TASK BRIEF: Repeat every entry in full. Match each line exactly.

── MATERIAL TO PROCESS

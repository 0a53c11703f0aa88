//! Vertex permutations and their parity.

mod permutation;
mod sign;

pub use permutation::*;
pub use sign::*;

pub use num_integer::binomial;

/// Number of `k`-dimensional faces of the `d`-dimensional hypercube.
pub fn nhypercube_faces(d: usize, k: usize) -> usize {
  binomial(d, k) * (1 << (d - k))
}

────

OUTPUT OF THE EXERCISE:
repository 0a53c11703f0aa88
//! Vertex permutations and their parity.

mod permutation;
mod sign;

pub use permutation::*;
pub use sign::*;

pub use num_integer::binomial;

/// Number of `k`-dimensional faces of the `d`-dimensional hypercube.
pub fn nhypercube_faces(d: usize, k: usize) -> usize {
  binomial(d, k) * (1 << (d - k))
}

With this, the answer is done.